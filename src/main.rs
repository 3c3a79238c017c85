use std::path::PathBuf;

use anyhow::Context;
use chrono::{Datelike, NaiveDate, Utc};
use clap::{Args, Parser, Subcommand};
use sqlx::postgres::PgPoolOptions;
use sqlx::PgPool;
use tracing::{debug, info};

mod classify;
mod compliance;
mod config;
mod db;
mod import;
mod models;
mod recommend;
mod report;
mod roles;

use classify::Metric;
use models::{NewAction, RecordFilter};
use roles::{Access, Permission, Role};

#[derive(Parser)]
#[command(name = "qperform")]
#[command(about = "Weekly Production/QA performance review for operations leadership", long_about = None)]
struct Cli {
    #[command(subcommand)]
    command: Commands,
}

#[derive(Args)]
struct Period {
    /// Defaults to the current year
    #[arg(long)]
    year: Option<i32>,
    /// Defaults to the current month
    #[arg(long, value_parser = clap::value_parser!(u32).range(1..=12))]
    month: Option<u32>,
    #[arg(long)]
    client: Option<String>,
    #[arg(long)]
    category: Option<String>,
    #[arg(long)]
    email: Option<String>,
    /// Only count actions dated within the reviewed weeks
    #[arg(long)]
    scope_actions: bool,
    /// Job title of the person requesting the review
    #[arg(long)]
    title: String,
}

impl Period {
    fn authorize(&self) -> Result<Role, roles::AccessError> {
        roles::require(&self.title, Permission::ViewReview)
    }

    fn filter(&self) -> RecordFilter {
        let today = Utc::now().date_naive();
        RecordFilter {
            year: self.year.unwrap_or(today.year()),
            month: self.month.unwrap_or(today.month()),
            client: self.client.clone(),
            category: self.category.clone(),
            email: self.email.clone(),
        }
    }
}

#[derive(Subcommand)]
enum Commands {
    /// Create or upgrade the database schema
    InitDb,
    /// Load a sample month covering every recommendation level
    Seed,
    /// Import performance records from a CSV or JSON file
    Import {
        #[arg(long)]
        file: PathBuf,
    },
    /// Import action log rows from a CSV or JSON file
    ImportActions {
        #[arg(long)]
        file: PathBuf,
    },
    /// Classify a single score
    Classify {
        #[arg(long, value_enum)]
        metric: Metric,
        /// Score as a fraction, e.g. 0.993
        #[arg(long, allow_negative_numbers = true)]
        score: f64,
    },
    /// Monthly compliance and recommendation per agent
    Review {
        #[command(flatten)]
        period: Period,
        /// Print JSON instead of text
        #[arg(long)]
        json: bool,
    },
    /// Generate a markdown review report
    Report {
        #[command(flatten)]
        period: Period,
        #[arg(long, default_value = "qperform-report.md")]
        out: PathBuf,
    },
    /// Record a corrective action for an agent
    LogAction {
        #[arg(long)]
        email: String,
        #[arg(long)]
        action_type: String,
        #[arg(long, default_value = "")]
        description: String,
        /// Email of the person taking the action
        #[arg(long)]
        taken_by: String,
        /// Job title of the person taking the action
        #[arg(long)]
        title: String,
        #[arg(long)]
        client: String,
        #[arg(long)]
        category: String,
        /// Defaults to today
        #[arg(long)]
        date: Option<NaiveDate>,
    },
    /// Show the role and permissions a job title resolves to
    Role {
        #[arg(long)]
        title: String,
    },
}

#[tokio::main]
async fn main() -> anyhow::Result<()> {
    tracing_subscriber::fmt()
        .with_writer(std::io::stderr)
        .with_env_filter(
            tracing_subscriber::EnvFilter::try_from_default_env()
                .unwrap_or_else(|_| "info".into()),
        )
        .init();

    let cli = Cli::parse();

    match cli.command {
        Commands::Classify { metric, score } => {
            let status = classify::classify(metric, score);
            println!("{metric} {:.2}% -> {status}", score * 100.0);
        }
        Commands::Role { title } => {
            let role = Role::from_title(&title);
            println!("{title:?} -> {role}");
            for permission in [Permission::ViewReview, Permission::LogAction] {
                let access = match role.authorize(permission) {
                    Access::Granted => "granted",
                    Access::Denied => "denied",
                };
                println!("- {permission:?}: {access}");
            }
        }
        Commands::InitDb => {
            let pool = connect().await?;
            db::init_db(&pool).await?;
            println!("Schema ready.");
        }
        Commands::Seed => {
            let pool = connect().await?;
            let (records, actions) = db::seed(&pool).await?;
            println!("Seed data inserted ({records} records, {actions} actions).");
        }
        Commands::Import { file } => {
            let records = import::parse_records(&file)
                .with_context(|| format!("failed to import {}", file.display()))?;
            let pool = connect().await?;
            info!(rows = records.len(), file = %file.display(), "parsed performance records");
            let inserted = db::insert_records(&pool, &records).await?;
            println!("Inserted {inserted} of {} records from {}.", records.len(), file.display());
        }
        Commands::ImportActions { file } => {
            let actions = import::parse_actions(&file)
                .with_context(|| format!("failed to import {}", file.display()))?;
            let pool = connect().await?;
            info!(rows = actions.len(), file = %file.display(), "parsed action log");
            let inserted = db::insert_actions(&pool, &actions).await?;
            println!("Inserted {inserted} of {} actions from {}.", actions.len(), file.display());
        }
        Commands::Review { period, json } => {
            let role = period.authorize()?;
            debug!(%role, "review access granted");
            let pool = connect().await?;
            let filter = period.filter();
            let records = db::fetch_records(&pool, &filter).await?;
            let actions = db::fetch_actions(&pool, filter.email.as_deref()).await?;
            info!(
                period = %filter.label(),
                records = records.len(),
                actions = actions.len(),
                "loaded review data"
            );
            let reviews = report::review_agents(&records, &actions, period.scope_actions);

            if json {
                println!("{}", serde_json::to_string_pretty(&reviews)?);
                return Ok(());
            }

            if reviews.is_empty() {
                println!("No performance records found for {}.", filter.label());
                return Ok(());
            }

            println!("Agent reviews for {}:", filter.label());
            for review in reviews.iter() {
                println!(
                    "- {} ({}) {}/{} compliant weeks, {} action(s): {}{}",
                    review.agent_name,
                    review.agent_email,
                    review.compliance.compliant_weeks,
                    review.compliance.total_weeks,
                    review.compliance.action_count,
                    review.recommendation.action,
                    if review.recommendation.is_critical { " [critical]" } else { "" }
                );
            }
        }
        Commands::Report { period, out } => {
            let role = period.authorize()?;
            debug!(%role, "review access granted");
            let pool = connect().await?;
            let filter = period.filter();
            let records = db::fetch_records(&pool, &filter).await?;
            let actions = db::fetch_actions(&pool, filter.email.as_deref()).await?;
            let report = report::build_report(&filter, &records, &actions, period.scope_actions);
            std::fs::write(&out, report)
                .with_context(|| format!("failed to write {}", out.display()))?;
            println!("Report written to {}.", out.display());
        }
        Commands::LogAction {
            email,
            action_type,
            description,
            taken_by,
            title,
            client,
            category,
            date,
        } => {
            let role = roles::require(&title, Permission::LogAction)?;
            let pool = connect().await?;
            let entry = db::insert_action(
                &pool,
                NewAction {
                    agent_email: email,
                    action_type,
                    description,
                    taken_by,
                    action_date: date.unwrap_or_else(|| Utc::now().date_naive()),
                    client,
                    category,
                },
            )
            .await?;
            match entry {
                Some(entry) => {
                    info!(id = %entry.id, agent = %entry.agent_email, %role, "action logged");
                    println!(
                        "Logged {} for {} on {} ({}).",
                        entry.action_type, entry.agent_email, entry.action_date, entry.id
                    );
                }
                None => println!("That action is already logged; nothing inserted."),
            }
        }
    }

    Ok(())
}

async fn connect() -> anyhow::Result<PgPool> {
    let config = config::Config::from_env()?;
    debug!(max_connections = config.max_connections, "connecting to Postgres");
    PgPoolOptions::new()
        .max_connections(config.max_connections)
        .connect(&config.database_url)
        .await
        .context("failed to connect to Postgres")
}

§ §

- [Exercise description]
Every line of the material is to be transcribed exactly.

- [Task output]
filename src/main.rs
repository 3c3a79238c017c85
use std::path::PathBuf;

use anyhow::Context;
use chrono::{Datelike, NaiveDate, Utc};
use clap::{Args, Parser, Subcommand};
use sqlx::postgres::PgPoolOptions;
use sqlx::PgPool;
use tracing::{debug, info};

mod classify;
mod compliance;
mod config;
mod db;
mod import;
mod models;
mod recommend;
mod report;
mod roles;

use classify::Metric;
use models::{NewAction, RecordFilter};
use roles::{Access, Permission, Role};

#[derive(Parser)]
#[command(name = "qperform")]
#[command(about = "Weekly Production/QA performance review for operations leadership", long_about = None)]
struct Cli {
    #[command(subcommand)]
    command: Commands,
}

#[derive(Args)]
struct Period {
    /// Defaults to the current year
    #[arg(long)]
    year: Option<i32>,
    /// Defaults to the current month
    #[arg(long, value_parser = clap::value_parser!(u32).range(1..=12))]
    month: Option<u32>,
    #[arg(long)]
    client: Option<String>,
    #[arg(long)]
    category: Option<String>,
    #[arg(long)]
    email: Option<String>,
    /// Only count actions dated within the reviewed weeks
    #[arg(long)]
    scope_actions: bool,
    /// Job title of the person requesting the review
    #[arg(long)]
    title: String,
}

impl Period {
    fn authorize(&self) -> Result<Role, roles::AccessError> {
        roles::require(&self.title, Permission::ViewReview)
    }

    fn filter(&self) -> RecordFilter {
        let today = Utc::now().date_naive();
        RecordFilter {
            year: self.year.unwrap_or(today.year()),
            month: self.month.unwrap_or(today.month()),
            client: self.client.clone(),
            category: self.category.clone(),
            email: self.email.clone(),
        }
    }
}

#[derive(Subcommand)]
enum Commands {
    /// Create or upgrade the database schema
    InitDb,
    /// Load a sample month covering every recommendation level
    Seed,
    /// Import performance records from a CSV or JSON file
    Import {
        #[arg(long)]
        file: PathBuf,
    },
    /// Import action log rows from a CSV or JSON file
    ImportActions {
        #[arg(long)]
        file: PathBuf,
    },
    /// Classify a single score
    Classify {
        #[arg(long, value_enum)]
        metric: Metric,
        /// Score as a fraction, e.g. 0.993
        #[arg(long, allow_negative_numbers = true)]
        score: f64,
    },
    /// Monthly compliance and recommendation per agent
    Review {
        #[command(flatten)]
        period: Period,
        /// Print JSON instead of text
        #[arg(long)]
        json: bool,
    },
    /// Generate a markdown review report
    Report {
        #[command(flatten)]
        period: Period,
        #[arg(long, default_value = "qperform-report.md")]
        out: PathBuf,
    },
    /// Record a corrective action for an agent
    LogAction {
        #[arg(long)]
        email: String,
        #[arg(long)]
        action_type: String,
        #[arg(long, default_value = "")]
        description: String,
        /// Email of the person taking the action
        #[arg(long)]
        taken_by: String,
        /// Job title of the person taking the action
        #[arg(long)]
        title: String,
        #[arg(long)]
        client: String,
        #[arg(long)]
        category: String,
        /// Defaults to today
        #[arg(long)]
        date: Option<NaiveDate>,
    },
    /// Show the role and permissions a job title resolves to
    Role {
        #[arg(long)]
        title: String,
    },
}

#[tokio::main]
async fn main() -> anyhow::Result<()> {
    tracing_subscriber::fmt()
        .with_writer(std::io::stderr)
        .with_env_filter(
            tracing_subscriber::EnvFilter::try_from_default_env()
                .unwrap_or_else(|_| "info".into()),
        )
        .init();

    let cli = Cli::parse();

    match cli.command {
        Commands::Classify { metric, score } => {
            let status = classify::classify(metric, score);
            println!("{metric} {:.2}% -> {status}", score * 100.0);
        }
        Commands::Role { title } => {
            let role = Role::from_title(&title);
            println!("{title:?} -> {role}");
            for permission in [Permission::ViewReview, Permission::LogAction] {
                let access = match role.authorize(permission) {
                    Access::Granted => "granted",
                    Access::Denied => "denied",
                };
                println!("- {permission:?}: {access}");
            }
        }
        Commands::InitDb => {
            let pool = connect().await?;
            db::init_db(&pool).await?;
            println!("Schema ready.");
        }
        Commands::Seed => {
            let pool = connect().await?;
            let (records, actions) = db::seed(&pool).await?;
            println!("Seed data inserted ({records} records, {actions} actions).");
        }
        Commands::Import { file } => {
            let records = import::parse_records(&file)
                .with_context(|| format!("failed to import {}", file.display()))?;
            let pool = connect().await?;
            info!(rows = records.len(), file = %file.display(), "parsed performance records");
            let inserted = db::insert_records(&pool, &records).await?;
            println!("Inserted {inserted} of {} records from {}.", records.len(), file.display());
        }
        Commands::ImportActions { file } => {
            let actions = import::parse_actions(&file)
                .with_context(|| format!("failed to import {}", file.display()))?;
            let pool = connect().await?;
            info!(rows = actions.len(), file = %file.display(), "parsed action log");
            let inserted = db::insert_actions(&pool, &actions).await?;
            println!("Inserted {inserted} of {} actions from {}.", actions.len(), file.display());
        }
        Commands::Review { period, json } => {
            let role = period.authorize()?;
            debug!(%role, "review access granted");
            let pool = connect().await?;
            let filter = period.filter();
            let records = db::fetch_records(&pool, &filter).await?;
            let actions = db::fetch_actions(&pool, filter.email.as_deref()).await?;
            info!(
                period = %filter.label(),
                records = records.len(),
                actions = actions.len(),
                "loaded review data"
            );
            let reviews = report::review_agents(&records, &actions, period.scope_actions);

            if json {
                println!("{}", serde_json::to_string_pretty(&reviews)?);
                return Ok(());
            }

            if reviews.is_empty() {
                println!("No performance records found for {}.", filter.label());
                return Ok(());
            }

            println!("Agent reviews for {}:", filter.label());
            for review in reviews.iter() {
                println!(
                    "- {} ({}) {}/{} compliant weeks, {} action(s): {}{}",
                    review.agent_name,
                    review.agent_email,
                    review.compliance.compliant_weeks,
                    review.compliance.total_weeks,
                    review.compliance.action_count,
                    review.recommendation.action,
                    if review.recommendation.is_critical { " [critical]" } else { "" }
                );
            }
        }
        Commands::Report { period, out } => {
            let role = period.authorize()?;
            debug!(%role, "review access granted");
            let pool = connect().await?;
            let filter = period.filter();
            let records = db::fetch_records(&pool, &filter).await?;
            let actions = db::fetch_actions(&pool, filter.email.as_deref()).await?;
            let report = report::build_report(&filter, &records, &actions, period.scope_actions);
            std::fs::write(&out, report)
                .with_context(|| format!("failed to write {}", out.display()))?;
            println!("Report written to {}.", out.display());
        }
        Commands::LogAction {
            email,
            action_type,
            description,
            taken_by,
            title,
            client,
            category,
            date,
        } => {
            let role = roles::require(&title, Permission::LogAction)?;
            let pool = connect().await?;
            let entry = db::insert_action(
                &pool,
                NewAction {
                    agent_email: email,
                    action_type,
                    description,
                    taken_by,
                    action_date: date.unwrap_or_else(|| Utc::now().date_naive()),
                    client,
                    category,
                },
            )
            .await?;
            match entry {
                Some(entry) => {
                    info!(id = %entry.id, agent = %entry.agent_email, %role, "action logged");
                    println!(
                        "Logged {} for {} on {} ({}).",
                        entry.action_type, entry.agent_email, entry.action_date, entry.id
                    );
                }
                None => println!("That action is already logged; nothing inserted."),
            }
        }
    }

    Ok(())
}

async fn connect() -> anyhow::Result<PgPool> {
    let config = config::Config::from_env()?;
    debug!(max_connections = config.max_connections, "connecting to Postgres");
    PgPoolOptions::new()
        .max_connections(config.max_connections)
        .connect(&config.database_url)
        .await
        .context("failed to connect to Postgres")
}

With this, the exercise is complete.